A minor unlikable character in Thomas Hughes’ “Tom Brown’s Schooldays” (where cricket plays a major part), arch-cad Flashman (who got his own series courtesy author George MacDonald Fraser), is once prevailed to play for the alumni at Lords and performs the game’s first hat-trick – dismissing Nicholas Felix, Fuller Pilch (the greatest batsman of his time) and Alfred Mynn by skill, sheer luck, and straight cheating. “I’m not sure that the sincerest tribute I got wasn’t Fuller Pilch’s knitted brow and steady glare as he sat on a bench with his tankard, looking me up and down for a full two minutes and never saying a word,” he records in “Flashman’s Lady” (1977).

Adrian Allington’s “The Amazing Test Match Crime” (1939) lampoons not only the game but English society and crime too as Europe’s most notorious gang “The Bad Men” (including an Englishman damned for knowing the rules but not playing by them) scheme to disrupt England’s final test match against Imperia to decide the Ashes but are foiled by an unlikely and unexpected protagonist.

The antagonistic Herecombe and Therecombe village sides play a match that lasts till midnight but only see two balls bowled – and the first where a fielding side appeals against poor light.

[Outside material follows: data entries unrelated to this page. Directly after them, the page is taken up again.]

//! Shared fixtures for the swagspec integration tests.

use serde_json::Value;

/// A small Swagger 2.0 document with extensions and ignored keys at every fragment level.
pub const PETSTORE: &str = include_str!("../assets/petstore.json");

/// Returns the encoded `paths` object of the [`PETSTORE`] document.
pub fn petstore_paths() -> Vec<u8> {
    let document: Value = serde_json::from_str(PETSTORE).expect("fixture should be valid JSON");
    serde_json::to_vec(&document["paths"]).expect("paths should re-encode")
}

/// Returns every encoded `responses` object of the [`PETSTORE`] document, `null` ones included.
pub fn petstore_responses() -> Vec<Vec<u8>> {
    let document: Value = serde_json::from_str(PETSTORE).expect("fixture should be valid JSON");
    let Some(paths) = document["paths"].as_object() else {
        return Vec::new();
    };

    paths
        .values()
        .filter_map(Value::as_object)
        .flat_map(|item| item.values())
        .filter_map(|operation| operation.get("responses"))
        .map(|responses| serde_json::to_vec(responses).expect("responses should re-encode"))
        .collect()
}

/// Builds a value nested `depth` levels deep, alternating objects and arrays.
pub fn nested_value(depth: usize) -> Value {
    (0..depth).fold(Value::from("leaf"), |inner, level| {
        if level % 2 == 0 {
            serde_json::json!({ "level": level, "inner": inner, "tail": [] })
        } else {
            serde_json::json!([level, inner, {}])
        }
    })
}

You can learn what happened in “The Bad-Tempered Cricket Match” in “Herbert Farjeon’s Cricket Bag” (1946).

Don’t dismiss all these as anachronistic curiosities but a testament to a pastime now reduced to a tense occupation by unconscionable commercialisation.

(11.10.2015 – Vikas Datta is an Associate Editor at IANS. The views expressed are personal. He can be contacted at )

Policing books – from the inside (Column: Bookends LXXXVI)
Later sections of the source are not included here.